Dore Ashton
Music ha sido y es, tal vez, el último de su generación que continúa tratando de articular “esas cosas” que experimentó en el campo de concentración.
La nueva generación, integrada en su mayor parte por artistas de cuarenta y pocos años o incluso más jóvenes, parece haberse apartado completamente de todo aquello, o al menos esa es la tesis presentada por el Museo Judío en esta exposición con la que esperan provocar la controversia. Y es polémica, pero no por el tema en sí mismo que, como explican los muchos autores del catálogo, se ocupa ahora de los verdugos y no de las víctimas.
El principal problema que tiene esta exposición es que los trece artistas que participan, en su mayoría europeos e israelíes, están más interesados en la insignificancia de la banalidad del mal, y además son imaginativamente desiguales para la tarea. En resumidas cuentas, son flagrantemente mediocres. La mayoría de las obras que presentan son “conceptuales”, lo que significa que emplean técnicas como el vídeo o la instalación para transmitir explícitamente un mensaje. No tengo ninguna objeción que poner a sus técnicas al fin y al cabo, algunos artistas, y de manera muy especial Alfredo Jaar y Krzysztof Wodicko, han adaptado magistralmente películas, diapositivas, materiales impresos y otros medios para realizar sagaces comentarios sobre el sombrío registro de sinrazones llevadas a cabo una y otra vez por la humanidad.
No obstante, en esta cita del Museo Judío los artistas carecen de profundidad y tampoco tienen esa clase de reserva que consigue obras de arte perdurables como las de Beckmann. Por ejemplo, hay una instalación en una sala que consiste en un tablero en forma de ajedrez con las caras de Hitler y Duchamp realizado por el artista muniqués Rudolf Herz. En el catálogo se nos informa de que los dos personajes fueron fotografiados por el fotógrafo favorito de Hitler. ¿Y? Sólo las elaboradas especulaciones de los autores del catálogo logran ir más allá de unas ideas a primera vista bastante insustanciales.
De manera similar, el artista israelí Roee Rosen nos invita, en palabras del comisario, “a convertirse, a representar, al menos durante la duración de su visita, el papel de la amante de Hitler, Eva Braun”. A través de un consciente solapamiento de elementos kitsch y de cuentos populares alemanes como Strewelpeter, Rosen presenta una escabrosa telenovela, pero con efectos demasiado previsibles.

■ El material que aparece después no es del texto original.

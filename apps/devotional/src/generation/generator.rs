//! Entry Generation: orchestrates one run of the pipeline.
//!
//! Flow per entry: schedule → recent history → prompt → external call →
//! validate → duplicate check → write draft → append + persist registry.
//!
//! All-or-nothing per entry: no file is written unless the response passed
//! validation and the passage is new, and a registry that cannot be persisted
//! takes its entry file with it.

use std::collections::BTreeSet;

use chrono::NaiveDate;
use tracing::{debug, error, info, warn};

use crate::config::EditorialConfig;
use crate::entries::scheduler::{recent_history, schedule, Scheduled, RECENT_HISTORY_WINDOW};
use crate::entries::store::EntryStore;
use crate::errors::{MalformedResponse, PipelineError};
use crate::generation::prompt_builder::build_prompt;
use crate::generation::validator::{clean_response, validate};
use crate::llm_client::Generator;
use crate::models::passage::{PassageRecord, Registry};
use crate::passages::registry::RegistryStore;

/// How much of a rejected response is kept for diagnosis.
const DIAGNOSTIC_PREFIX_CHARS: usize = 500;

// ────────────────────────────────────────────────────────────────────────────
// Data models
// ────────────────────────────────────────────────────────────────────────────

/// Everything a run reads from or writes to.
pub struct GenerationContext<'a> {
    pub store: &'a EntryStore,
    pub registry_store: &'a dyn RegistryStore,
    pub editorial: &'a EditorialConfig,
    pub generator: &'a dyn Generator,
}

/// Outcome of a run that did not fail.
#[derive(Debug, Clone, Default, PartialEq, Eq)]
pub struct RunSummary {
    /// Dates written, in order.
    pub written: Vec<NaiveDate>,
    /// Set when the run stopped early because the next date was already taken.
    pub stopped_on: Option<NaiveDate>,
}

// ────────────────────────────────────────────────────────────────────────────
// Generation pipeline
// ────────────────────────────────────────────────────────────────────────────

/// Generates up to `count` entries on consecutive dates.
///
/// Steps:
/// 1. ensure the entries directory exists
/// 2. load the registry once; it is threaded through each iteration
/// 3. per entry: re-list the directory and schedule the next date
/// 4. stop without error if that date is already taken
/// 5. otherwise run `generate_one`; the first failure aborts the run
///
/// Entries written before a failure stay written.
pub async fn generate_entries(
    ctx: &GenerationContext<'_>,
    count: u32,
    today: NaiveDate,
) -> Result<RunSummary, PipelineError> {
    ctx.store.ensure_dir()?;
    let mut registry = ctx.registry_store.load()?;
    info!(
        "Generating {count} entr{} ({} passages already used)",
        if count == 1 { "y" } else { "ies" },
        registry.passages.len()
    );

    let mut summary = RunSummary::default();
    for i in 0..count {
        let existing = ctx.store.list_dates()?;
        let target = match schedule(&existing, today, |d| ctx.store.exists(d)) {
            Scheduled::Target(date) => date,
            Scheduled::AlreadyExists(date) => {
                info!("Entry for {date} already exists. Skipping.");
                summary.stopped_on = Some(date);
                break;
            }
        };

        info!("[{}/{count}] Generating entry for {target}", i + 1);
        registry = generate_one(ctx, registry, &existing, target).await?;
        summary.written.push(target);
    }

    Ok(summary)
}

/// Generates, validates and writes the entry for `target`. Returns the
/// registry with the new passage appended and persisted.
async fn generate_one(
    ctx: &GenerationContext<'_>,
    registry: Registry,
    existing: &BTreeSet<NaiveDate>,
    target: NaiveDate,
) -> Result<Registry, PipelineError> {
    // 1. Prompt
    let history = recent_history(ctx.store, existing, RECENT_HISTORY_WINDOW);
    let prompt = build_prompt(ctx.editorial, &history, &registry.unique_sources(), target);

    // 2. External call
    let raw = ctx.generator.generate(&prompt).await?;

    // 3. Validate
    let entry = validate(&raw).map_err(|reason| malformed(reason, &raw))?;
    if entry.date != target {
        return Err(malformed(
            MalformedResponse::DateMismatch {
                expected: target,
                found: entry.date,
            },
            &raw,
        ));
    }
    info!(
        "Validated: \"{}\" by {} ({})",
        entry.title, entry.author, entry.source
    );
    debug!(
        "tags={:?} excerpt={} passageLink={:?}",
        entry.tags, entry.excerpt, entry.passage_link
    );

    // 4. Duplicate check
    let record = PassageRecord::from_passage(
        &entry.author,
        &entry.source,
        entry.source_year.as_deref(),
        &entry.passage,
        target,
    );
    if let Some(original) = registry.find_by_hash(&record.passage_hash) {
        warn!(
            "Passage from {} \"{}\" was already used on {}",
            original.author, original.source, original.entry_date
        );
        return Err(PipelineError::DuplicatePassage {
            original_entry_date: original.entry_date,
            passage_hash: record.passage_hash,
        });
    }

    // 5. Write the draft
    let path = ctx.store.create(target, &entry.to_draft_document())?;
    info!("Wrote {}", path.display());

    // 6. Record the passage
    let passage_hash = record.passage_hash.clone();
    let registry = registry.append(record);
    if let Err(e) = ctx.registry_store.persist(&registry) {
        error!(
            "Registry could not be saved; removing {} so entries and registry stay in step",
            path.display()
        );
        if let Err(cleanup) = ctx.store.remove(target) {
            warn!("Failed to remove {}: {cleanup}", path.display());
        }
        return Err(e);
    }
    info!("Registered passage {passage_hash}");

    Ok(registry)
}

/// Logs a rejected response and builds its error with diagnostic prefixes.
fn malformed(reason: MalformedResponse, raw: &str) -> PipelineError {
    let raw_prefix = prefix(raw);
    let cleaned_prefix = prefix(&clean_response(raw));
    error!(code = reason.code(), "Response rejected: {reason}");
    error!("Raw output (first {DIAGNOSTIC_PREFIX_CHARS} chars):\n{raw_prefix}");
    error!("Cleaned output (first {DIAGNOSTIC_PREFIX_CHARS} chars):\n{cleaned_prefix}");
    PipelineError::MalformedResponse {
        reason,
        raw_prefix,
        cleaned_prefix,
    }
}

fn prefix(text: &str) -> String {
    text.chars().take(DIAGNOSTIC_PREFIX_CHARS).collect()
}

// ────────────────────────────────────────────────────────────────────────────
// Tests
// ────────────────────────────────────────────────────────────────────────────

Es cierto, como reivindica el museo, que estos artistas reflejan el mal, pero ¡ay!, lo hacen sobre un espejo de feria. Las únicas preguntas que plantean son las que formulan los autores del catálogo, para quienes las obras expuestas son sólo un pretexto para expresar sus propias preocupaciones. El más avezado es el historiador del arte James E. Young, que aborda la muestra con bastante cautela y formula la pregunta crucial:
“¿Imágenes del sufrimiento o de los malhechores que causaron tal sufrimiento?. ¿Qué es peor? ¿La conversión de las víctimas en producto de consumo cultural o la fascinación comercial por los asesinos? Estos artistas dejan pender peligrosamente estas preguntas sobre nuestras cabezas”
Es verdad que cuelgan sobre nosotros, pero la verdad, no muy peligrosamente.